Just under the wire here, another post before the end of Lupus Awareness Month.
Here's a list of the 11 common lupus SLE symptoms, developed by the American College of Rheumatology (ACR). Doctors for a long time have agreed that if you have at least four of the criteria on the list, either at the present time or at some time in the past, there is a strong chance that you have lupus.
- Malar rash – appears over the cheeks and nose, often in the shape of a butterfly
- Discoid rash – red, raised, disk-shaped patches
- Photosensitivity – a reaction to sun or light that causes or worsens a skin rash
- Oral ulcers – sores in the mouth
- Arthritis – joint pain and swelling of two or more joints
- Serositis – inflammation of the lining around the lungs (pleuritis) or inflammation of the lining around the heart (pericarditis). This causes chest pain which worsens with deep breathing.
- Kidney disorder – persistent protein or cellular casts in the urine (you would see bubbles in your urine)
- Neurological disorder – seizures or psychosis
- Blood disorder (found by lab tests)– anemia (low red blood cell count), leukopenia (low white blood cell count), lymphopenia (low level of specific white blood cells), or thrombocytopenia (low platelet count)
- Immunologic disorder (found by lab tests)– abnormal anti-double-stranded DNA or anti-Sm, positive antiphospholipid antibodies
- Abnormal antinuclear antibody (ANA) (a lab test)
I have experienced #1, 3, 5, 6, 7, 8, 9, 10, 11 out of this list. But remember you only need to experience 4 for it to build a strong case for lupus.
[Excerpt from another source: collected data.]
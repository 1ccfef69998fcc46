//! # FlowLine
//!
//! FlowLine Prototype - a single-page map dashboard with an optional
//! Firestore connectivity check.
//!
//! ## Features
//!
//! - **Fixed map view**: San Francisco at zoom 13 on OpenStreetMap tiles
//! - **Fail-open backend**: one memoized Firestore connection attempt per
//!   process; failures become a status message, never an error page
//! - **Two page variants**: informational (sidebar note) or connected
//!   (status line), selected by one flag
//!
//! ## Modules
//!
//! - [`map`]: Map view constants and sizing
//! - [`connector`]: Memoized Firestore connector and credential resolution
//! - [`dashboard`]: Page model and HTML rendering
//! - [`server`]: HTTP server with Axum
//! - [`config`]: TOML and environment configuration
//!
//! ## Quick Start
//!
//! ```rust,no_run
//! use flowline::{AmbientEnv, Dashboard, DashboardOptions, FirestoreConfig, FirestoreConnector, ServiceConnector};
//! use std::sync::Arc;
//!
//! #[tokio::main]
//! async fn main() -> Result<(), Box<dyn std::error::Error>> {
//!     let backend = FirestoreConnector::new(FirestoreConfig::default(), AmbientEnv::capture())?;
//!     let connector = Arc::new(ServiceConnector::new(Arc::new(backend)));
//!
//!     let dashboard = Dashboard::new(DashboardOptions::connected(), Some(connector));
//!     let page = dashboard.render_page().await;
//!
//!     println!("{}", page.status_text().unwrap_or_default());
//!     Ok(())
//! }
//! ```

pub mod config;
pub mod connector;
pub mod dashboard;
pub mod map;
pub mod server;
pub mod telemetry;

pub use config::{
    generate_default_config, Config, ConfigError, ConfigLoad, DashboardSettings, FirestoreConfig,
    LoggingConfig, ServerConfig,
};

pub use connector::{
    AmbientEnv, Connect, ConnectionOutcome, ConnectorError, CredentialError, FirestoreConnector,
    FirestoreHandle, HandleLookup, Notice, ServiceConnector, ServiceHandle,
};

pub use dashboard::{Dashboard, DashboardOptions, Layout, Page, PageConfig};

pub use map::{LatLng, MapSize, MapView, TileSource};

pub use server::{build_router, serve, AppState, ServerError};
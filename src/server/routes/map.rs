//! Map Routes
//!
//! - GET /api/v1/map - Map view parameters

use axum::{extract::State, Json};
use std::sync::Arc;

use crate::map::MapView;
use crate::server::dto::MapResponse;
use crate::server::state::AppState;

/// GET /api/v1/map
pub async fn get_map(State(state): State<Arc<AppState>>) -> Json<MapResponse> {
    Json(MapResponse {
        view: MapView::fixed(),
        size: state.dashboard.options().map_size,
    })
}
Other symptoms that do not appear among the ACR criteria but are recognized as lupus symptoms:
- fever (over 100° F)
- extreme fatigue
- hair loss
- fingers turning white and/or blue when cold (Raynaud’s phenomenon)
I have experienced all 4 of these.
More symptoms that I experienced that are not on either of these lists but I believe were related to/ caused by the lupus:
- brain fog (confusion)
- unexplained weight loss
- congestive heart failure
- high blood pressure
- digestive problems (stomach just shuts down)
- weakness, especially upper body
- irregularities in menstrual cycle
- neuropathy (nerve pain)
- secondary Sjogrens (lab test/ dry eyes and mouth) (It's not all that unusual to have more than one autoimmune disorder)
Part of the reason I experienced so many symptoms was that my illness went undiagnosed for a couple years, then I was not treated for months. It's really important to get diagnosed as early as possible. Then once I got to see a doctor, I resisted the idea of going on prednisone for 6-7 months. Finally I got sick enough I realized I had no other option. It isn't necessary to go through all I went through. It wasn't even necessary for me to go through all that.
Now that I've overwhelmed you with all the possible things that could go wrong, let me mention one "symptom" of lupus that is not that common anymore (it used to be, before we had drugs to treat it):
I haven't experienced that one yet (came close, but no). And that's because there are treatments available for lupus. Only 50-60 years ago, lupus was a death sentence. Today, for most people, it is not, as long as you monitor the disease and do what you need to do to stay healthy.
There are 2 ways to go once you get diagnosed, and you can do both at once:
- regular medicine (lab tests and medications- regular lab testing is important!)
- alternative medicine (dietary changes and healing modalities)
I'll talk about these in another post.
The important thing is, if you are sick, find out what you've got so you can get a plan of action together.